The Lancaster County Council recently passed, by one vote, a new overlay district officials said is aimed at keeping Highway 521 from becoming another traffic-clogged artery like Cherry Road in Rock Hill or Independence Boulevard in Charlotte.
Council met with the planning commission in a number of joint meetings where it became clear the Council members did not want to restrict uses in the 521 corridor, but did want to enhance the area, said Penelope Karagounis, Lancaster County planning director.
The 521 corridor overlay district standardizes how the area will look. The overlay district covers Highway 521 from Waxhaw Highway north to the state line and Highway 160 from west to the York/Lancaster county line.
The overlay district will include better signs and landscaping, as well as sidewalks. The district aims to meet some of the needs identified by the Lancaster County planning commission, Lancaster County Council and residents in the rapidly growing Indian Land area, Karagounis said.

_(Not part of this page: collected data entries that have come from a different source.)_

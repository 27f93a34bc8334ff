//! Fetch tls.peet.ws and print what the server saw.
//!
//! ```sh
//! RUST_LOG=impersonet=debug cargo run --example peet -- chrome_131 macos
//! ```

use impersonet::{list_profiles, Client, ImpersonateOs};
use tracing_subscriber::EnvFilter;

#[tokio::main]
async fn main() -> Result<(), Box<dyn std::error::Error>> {
    tracing_subscriber::fmt()
        .with_env_filter(EnvFilter::try_from_default_env().unwrap_or_else(|_| EnvFilter::new("info")))
        .init();

    let mut args = std::env::args().skip(1);
    let profile = args.next().unwrap_or_else(|| "chrome_120".to_string());
    let os: Option<ImpersonateOs> = args.next().map(|s| s.parse()).transpose()?;

    if profile == "list" {
        for id in list_profiles() {
            println!("{}", id);
        }
        return Ok(());
    }

    let mut builder = Client::builder().impersonate(&profile);
    if let Some(os) = os {
        builder = builder.impersonate_os(os);
    }
    let client = builder.build()?;
    let emulation = client.emulation();
    println!("Profile:  {} ({})", emulation.profile_id, emulation.os);
    println!("Akamai:   {}", emulation.http2_options.akamai());

    let response = client.get("https://tls.peet.ws/api/all").send().await?;
    println!("Status:   {} over {:?}", response.status_code(), response.version());

    let report = response.json().await?;
    println!("JA3:      {}", report["tls"]["ja3_hash"]);
    println!("JA4:      {}", report["tls"]["ja4"]);
    println!("Peetprint {}", report["tls"]["peetprint_hash"]);
    println!("H2:       {}", report["http2"]["akamai_fingerprint"]);
    println!("UA:       {}", report["user_agent"]);
    Ok(())
}
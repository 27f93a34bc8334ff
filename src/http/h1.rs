//! HTTP/1.1 request writer and response parser.
//!
//! Headers go out exactly as merged, in order and casing. Responses keep
//! duplicates and the server's casing.

use crate::base::neterror::NetError;
use crate::http::orderedheaders::{title_case, OrderedHeaderMap};
use crate::http::response::ResponseHead;
use bytes::{BufMut, Bytes, BytesMut};
use tokio::io::{AsyncBufRead, AsyncBufReadExt};

const MAX_HEAD_SIZE: usize = 256 * 1024;
const MAX_LINE: usize = 64 * 1024;
const READ_CHUNK: usize = 16 * 1024;

/// Serialize the request line, headers and body.
pub fn encode_request(
    method: &http::Method,
    target: &str,
    headers: &OrderedHeaderMap,
    title_case_headers: bool,
    body: &[u8],
    dst: &mut BytesMut,
) {
    dst.reserve(256 + body.len());
    dst.put_slice(method.as_str().as_bytes());
    dst.put_u8(b' ');
    dst.put_slice(target.as_bytes());
    dst.put_slice(b" HTTP/1.1\r\n");
    for (name, value) in headers.iter() {
        if title_case_headers {
            dst.put_slice(title_case(name).as_bytes());
        } else {
            dst.put_slice(name.as_bytes());
        }
        dst.put_slice(b": ");
        dst.put_slice(value.as_bytes());
        dst.put_slice(b"\r\n");
    }
    dst.put_slice(b"\r\n");
    dst.put_slice(body);
}

async fn read_line<R>(reader: &mut R, line: &mut Vec<u8>) -> Result<usize, NetError>
where
    R: AsyncBufRead + Unpin,
{
    line.clear();
    loop {
        let available = reader.fill_buf().await?;
        if available.is_empty() {
            return Ok(line.len());
        }
        let (used, done) = match available.iter().position(|b| *b == b'\n') {
            Some(i) => {
                line.extend_from_slice(&available[..=i]);
                (i + 1, true)
            }
            None => {
                line.extend_from_slice(available);
                (available.len(), false)
            }
        };
        reader.consume(used);
        if line.len() > MAX_LINE {
            return Err(NetError::ResponseHeadersTooBig);
        }
        if done {
            return Ok(line.len());
        }
    }
}
//! Emulation factory and core types.

use crate::emulation::{Http1Options, ImpersonateOs};
use crate::http::h2fingerprint::H2Fingerprint;
use crate::http::orderedheaders::OrderedHeaderMap;
use crate::socket::tls::TlsOptions;

/// Factory trait for creating emulation configurations.
///
/// Implemented by the browser profile enums; each produces the descriptor
/// for its native OS.
pub trait EmulationFactory {
    /// Create an [`Emulation`] from this factory.
    fn emulation(self) -> Emulation;
}

/// Fingerprint descriptor for one browser/OS pair.
///
/// Immutable once built. The registry hands these out as `Arc<Emulation>`.
#[derive(Debug, Clone, PartialEq, Eq)]
#[non_exhaustive]
pub struct Emulation {
    /// Registry id (`chrome_120`).
    pub profile_id: String,
    /// OS the headers present.
    pub os: ImpersonateOs,
    /// TLS ClientHello layout.
    pub tls_options: TlsOptions,
    /// HTTP/1.1 protocol options.
    pub http1_options: Http1Options,
    /// HTTP/2 fingerprint.
    pub http2_options: H2Fingerprint,
    /// Default headers in browser order and casing.
    pub headers: OrderedHeaderMap,
}

impl Default for Emulation {
    fn default() -> Self {
        Self {
            profile_id: "custom".to_string(),
            os: ImpersonateOs::Windows,
            tls_options: TlsOptions::default(),
            http1_options: Http1Options::default(),
            http2_options: H2Fingerprint::default(),
            headers: OrderedHeaderMap::new(),
        }
    }
}

impl Emulation {
    /// Create a new builder.
    #[inline]
    pub fn builder() -> EmulationBuilder {
        EmulationBuilder::default()
    }

    #[inline]
    pub fn tls_options(&self) -> &TlsOptions {
        &self.tls_options
    }

    #[inline]
    pub fn http1_options(&self) -> &Http1Options {
        &self.http1_options
    }

    #[inline]
    pub fn http2_options(&self) -> &H2Fingerprint {
        &self.http2_options
    }

    #[inline]
    pub fn headers(&self) -> &OrderedHeaderMap {
        &self.headers
    }

    /// `User-Agent` from the default headers.
    pub fn user_agent(&self) -> Option<&str> {
        self.headers.get("user-agent")
    }
}

/// Builder for [`Emulation`] configuration.
#[derive(Debug, Clone, Default)]
#[must_use]
pub struct EmulationBuilder {
    emulation: Emulation,
}

impl EmulationBuilder {
    #[inline]
    pub fn profile_id(mut self, id: impl Into<String>) -> Self {
        self.emulation.profile_id = id.into();
        self
    }

    #[inline]
    pub fn os(mut self, os: ImpersonateOs) -> Self {
        self.emulation.os = os;
        self
    }

    #[inline]
    pub fn tls_options(mut self, opts: TlsOptions) -> Self {
        self.emulation.tls_options = opts;
        self
    }

    #[inline]
    pub fn http1_options(mut self, opts: Http1Options) -> Self {
        self.emulation.http1_options = opts;
        self
    }

    #[inline]
    pub fn http2_options(mut self, opts: H2Fingerprint) -> Self {
        self.emulation.http2_options = opts;
        self
    }

    /// Replace the default headers.
    #[inline]
    pub fn headers(mut self, headers: OrderedHeaderMap) -> Self {
        self.emulation.headers = headers;
        self
    }

    /// Append one default header. Invalid pairs are dropped.
    #[inline]
    pub fn header(mut self, name: &str, value: &str) -> Self {
        let _ = self.emulation.headers.append(name, value);
        self
    }

    #[inline]
    pub fn build(self) -> Emulation {
        self.emulation
    }
}

impl EmulationFactory for Emulation {
    #[inline]
    fn emulation(self) -> Emulation {
        self
    }
}

#[cfg(test)]
mod tests {
    use super::*;

    #[test]
    fn test_builder_sets_fields() {
        let emulation = Emulation::builder()
            .profile_id("custom_1")
            .os(ImpersonateOs::Linux)
            .header("User-Agent", "ua/1")
            .header("bad header", "x")
            .build();
        assert_eq!(emulation.profile_id, "custom_1");
        assert_eq!(emulation.os, ImpersonateOs::Linux);
        assert_eq!(emulation.user_agent(), Some("ua/1"));
        assert_eq!(emulation.headers().len(), 1);
    }
}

“Growth is here,” she said. “We want to try to accomplish some of the goals that we started 14 months ago.”
The restrictions required by the overlay district will be on top of the existing zoning for the included properties.
The overlay district will help create a nicer looking entrance into Lancaster County from North Carolina, said Charles Deese, chairman of the Lancaster County Planning Commission.
Deese said Indian Land residents want the rapid growth managed.
“They want more control over what the area looks like,” he said.
The overlay district is part of the county’s effort to stay ahead of the increasing growth within the 521 corridor, said Ron Pappas, Lancaster County planning commissioner and an Indian Land resident. He said the planning commission has worked closely with the Indian Land Action Council and other local civic groups to ensure the area retains its appeal.
“We are striving to manage the growth along the 521 corridor study area with stronger consideration than may have previously been given,” he said. “We would like to be a model for other communities.”
The overlay district will dictate the aesthetics, such as materials used and architecture, of any new developments. However, existing properties will be grandfathered in under the current requirements unless the businesses make any changes to their property, Deese said.
The overlay district excludes single-family housing.
The planning commission hired ColeJenest and Stone, a planning consultant based in Raleigh, N.C., to create the overlay district for Indian Land last May, Karagounis said.
Indian Land residents had opportunities throughout the process to remain informed and share their concerns on the overlay district, including a public meeting held a little more than a year ago, followed by open house meetings through December, Karagounis said. The planning commission also had workshops beginning in February.
County Council requested an amendment to the overlay district, which will be discussed again at the July 15 planning commission meeting, Karagounis said.
Once the overlay district is final, the Planning Department will need to rezone all the parcels within the area to include the new regulations, Pappas said.
The rezoning process and amendment of the overlay district text is tentatively scheduled for completion in September, when the Highway 521 corridor overlay district would take effect, Karagounis said.
Pappas said the hope is to create a pedestrian-friendly community with mixed use developments where residents can easily access amenities.
“We get to create what our world will look like in 20 to 30 years,” he said.